With research being done by the Urban Institute, the planning council is spending the next year looking at ways to promote economic mobility for low-income families; it plans to then make recommendations. The project is sponsored by the John D. and Catherine T. MacArthur Foundation, The Chicago Community Trust, and JPMorgan Chase.
Duncan said the biggest problem is that politicians give lip service to education funding, but that no one holds them accountable.
He said if parents came together and demanded better, politicians would have no choice but to react.
“Until we think about not just caring about our own child, but caring for the kids down the block or five blocks away or on the South or West sides or on a Native American reservation, until we take collective ownership for that, we are not going to get there,” he said.

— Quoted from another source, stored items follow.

//! Card images drawn with half-block characters.
//!
//! Each terminal cell shows two vertically stacked pixels: `▀` with the
//! foreground set to the top pixel and the background to the bottom one.

use base64::engine::general_purpose::STANDARD;
use base64::Engine;
use image::imageops::FilterType;
use parking_lot::Mutex;
use ratatui::style::{Color, Style};
use ratatui::text::{Line, Span};
use std::collections::hash_map::DefaultHasher;
use std::collections::HashMap;
use std::hash::{Hash, Hasher};

/// Bytes of a `data:<mime>;base64,<payload>` URI. `None` for anything else.
pub fn decode_data_uri(uri: &str) -> Option<Vec<u8>> {
    let rest = uri.strip_prefix("data:")?;
    let (meta, payload) = rest.split_once(',')?;
    if !meta.ends_with(";base64") {
        return None;
    }
    STANDARD.decode(payload.trim()).ok()
}

/// Rasterize an image URI into `height` lines of `width` cells.
pub fn render_thumbnail(uri: &str, width: u16, height: u16) -> Option<Vec<Line<'static>>> {
    if width == 0 || height == 0 {
        return None;
    }
    let bytes = decode_data_uri(uri)?;
    let image = image::load_from_memory(&bytes).ok()?;
    let pixels = image
        .resize_exact(width as u32, height as u32 * 2, FilterType::Triangle)
        .to_rgb8();

    let lines = (0..height as u32)
        .map(|row| {
            let spans: Vec<Span<'static>> = (0..width as u32)
                .map(|col| {
                    let top = pixels.get_pixel(col, row * 2);
                    let bottom = pixels.get_pixel(col, row * 2 + 1);
                    Span::styled(
                        "▀",
                        Style::default()
                            .fg(Color::Rgb(top[0], top[1], top[2]))
                            .bg(Color::Rgb(bottom[0], bottom[1], bottom[2])),
                    )
                })
                .collect();
            Line::from(spans)
        })
        .collect();
    Some(lines)
}

/// Memoized thumbnails keyed by image and size.
///
/// Decoding a JPEG on every frame is too slow for the tick rate.
#[derive(Default)]
pub struct ThumbnailCache {
    entries: Mutex<HashMap<(u64, u16, u16), Option<Vec<Line<'static>>>>>,
}

impl ThumbnailCache {
    pub fn new() -> Self {
        Self::default()
    }

    pub fn get(&self, uri: &str, width: u16, height: u16) -> Option<Vec<Line<'static>>> {
        let mut hasher = DefaultHasher::new();
        uri.hash(&mut hasher);
        let key = (hasher.finish(), width, height);

        self.entries
            .lock()
            .entry(key)
            .or_insert_with(|| render_thumbnail(uri, width, height))
            .clone()
    }

    pub fn len(&self) -> usize {
        self.entries.lock().len()
    }

    pub fn is_empty(&self) -> bool {
        self.len() == 0
    }

    /// Drop everything, e.g. after the result set changes.
    pub fn clear(&self) {
        self.entries.lock().clear();
    }
}
//! Platform share hand-off.

use super::ShareError;

/// A platform share sheet (or the closest thing the platform has).
pub trait NativeShare {
    fn share(&self, title: &str, text: &str) -> Result<(), ShareError>;
}

/// Opens a pre-filled `mailto:` link with the system URL handler.
pub struct MailtoShare;

impl NativeShare for MailtoShare {
    fn share(&self, title: &str, text: &str) -> Result<(), ShareError> {
        let url = mailto_url(title, text);
        open::that(&url).map_err(|e| ShareError::Native(e.to_string()))
    }
}

/// `mailto:?subject=..&body=..` with RFC 3986 percent-encoding.
pub fn mailto_url(subject: &str, body: &str) -> String {
    format!(
        "mailto:?subject={}&body={}",
        percent_encode(subject),
        percent_encode(body)
    )
}

fn percent_encode(value: &str) -> String {
    let mut out = String::with_capacity(value.len());
    for byte in value.bytes() {
        match byte {
            b'A'..=b'Z' | b'a'..=b'z' | b'0'..=b'9' | b'-' | b'.' | b'_' | b'~' => {
                out.push(byte as char)
            }
            _ => out.push_str(&format!("%{:02X}", byte)),
        }
    }
    out
}
//! Model-View-Intent (MVI) primitives.
//!
//! Every state change in the application goes through a reducer:
//!
//! ```text
//! Intent ──→ Reducer ──→ State ──→ View
//!    ↑                              │
//!    └──────────────────────────────┘
//! ```
//!
//! - **State**: plain data, everything a view needs
//! - **Intent**: a user action or a completed side effect
//! - **Reducer**: pure `(State, Intent) -> State`
//!
//! Side effects (network, storage, clipboard) live outside the reducers and
//! report back by dispatching another intent.

mod intent;
mod reducer;
mod state;

pub use intent::Intent;
pub use reducer::{dispatch, Reducer};
pub use state::UiState;
//! Name generation: prompt, provider seam, Gemini backend and the
//! text-then-images pipeline.

mod backend;
mod client;
mod error;
mod gemini;
mod prompt;

pub use backend::{GenAiBackend, ImagePayload, ImageRequest, TextRequest};
pub use client::{parse_ideas, to_data_uri, NameGenerationClient, NameGenerator, NameIdea};
pub use error::GenerationError;
pub use gemini::GeminiBackend;
pub use prompt::{build_prompt, response_schema, NAME_COUNT, TEMPERATURE, TOP_P};
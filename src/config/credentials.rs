//! Credential resolution from configuration.
//!
//! The API key is resolved once, explicitly, by the composition root. A
//! missing key is reported as an error instead of aborting at startup.

use super::loader::ConfigError;
use super::types::Config;

/// Fallback variable consulted after the configured one.
pub const FALLBACK_API_KEY_ENV: &str = "GEMINI_API_KEY";

/// API key holder whose formatting never reveals the key.
#[derive(Clone)]
pub struct SecureString(String);

impl SecureString {
    pub fn new(value: String) -> Self {
        Self(value)
    }

    /// The raw key, for the request header only.
    pub fn expose(&self) -> &str {
        &self.0
    }
}

const MASK: &str = "••••••••";

impl std::fmt::Debug for SecureString {
    fn fmt(&self, f: &mut std::fmt::Formatter<'_>) -> std::fmt::Result {
        f.debug_tuple("SecureString").field(&MASK).finish()
    }
}

impl std::fmt::Display for SecureString {
    fn fmt(&self, f: &mut std::fmt::Formatter<'_>) -> std::fmt::Result {
        f.write_str(MASK)
    }
}

pub struct Credentials;

impl Credentials {
    /// Resolve the API key from config, then the process environment.
    pub fn resolve(config: &Config) -> Result<SecureString, ConfigError> {
        Self::resolve_with(config, |name| std::env::var(name).ok())
    }

    /// Resolve the API key using `lookup` for environment access.
    ///
    /// Order: `gemini.api_key`, `gemini.api_key_env`, `GEMINI_API_KEY`.
    /// Empty values count as missing.
    pub fn resolve_with<F>(config: &Config, lookup: F) -> Result<SecureString, ConfigError>
    where
        F: Fn(&str) -> Option<String>,
    {
        if let Some(key) = config.gemini.api_key.as_deref() {
            if !key.trim().is_empty() {
                return Ok(SecureString::new(key.trim().to_string()));
            }
        }

        let env_var = config.gemini.api_key_env.as_str();
        [env_var, FALLBACK_API_KEY_ENV]
            .into_iter()
            .filter_map(|name| lookup(name))
            .map(|value| value.trim().to_string())
            .find(|value| !value.is_empty())
            .map(SecureString::new)
            .ok_or_else(|| ConfigError::MissingCredential {
                env_var: env_var.to_string(),
            })
    }
}

#[cfg(test)]
mod tests {
    use super::*;

    #[test]
    fn key_is_masked_in_logs() {
        let key = SecureString::new("AIza-secret".to_string());

        assert_eq!(key.to_string(), MASK);
        assert!(!format!("{key:?}").contains("AIza"));
        assert_eq!(key.expose(), "AIza-secret");
    }

    #[test]
    fn config_key_wins_over_environment() {
        let mut config = Config::default();
        config.gemini.api_key = Some("from-config".to_string());

        let key = Credentials::resolve_with(&config, |_| Some("from-env".to_string())).unwrap();
        assert_eq!(key.expose(), "from-config");
    }

    #[test]
    fn configured_env_var_is_used() {
        let config = Config::default();
        let key = Credentials::resolve_with(&config, |name| {
            (name == "API_KEY").then(|| "env-key".to_string())
        })
        .unwrap();
        assert_eq!(key.expose(), "env-key");
    }

    #[test]
    fn falls_back_to_gemini_api_key() {
        let config = Config::default();
        let key = Credentials::resolve_with(&config, |name| {
            (name == FALLBACK_API_KEY_ENV).then(|| "fallback".to_string())
        })
        .unwrap();
        assert_eq!(key.expose(), "fallback");
    }

    #[test]
    fn missing_key_is_an_error_naming_the_variable() {
        let mut config = Config::default();
        config.gemini.api_key = Some("   ".to_string());

        let err = Credentials::resolve_with(&config, |_| Some(String::new())).unwrap_err();
        assert!(matches!(err, ConfigError::MissingCredential { .. }));
        assert_eq!(err.to_string(), "API_KEY environment variable is not set");
    }
}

Duncan repeated his belief in many of the policies he pushed in Washington, D.C. and, before that, in Chicago. Though he was largely unsuccessful in making this happen, he reiterated his belief that teachers in low-income schools should be paid much more than those teaching in schools that serve middle-income children.
“This is about folks thinking very, very differently,” he said. “But teaching in Englewood, teaching in North Lawndale, that is a fundamentally different job than teaching at Walter Payton or Whitney Young. What if we made it a badge of honor to work in poor communities?”
He said this would entice the best teachers to seek out jobs in schools serving poor children. It also would acknowledge the fact that the job of teachers in poor schools is much harder than those who serve more well-off children.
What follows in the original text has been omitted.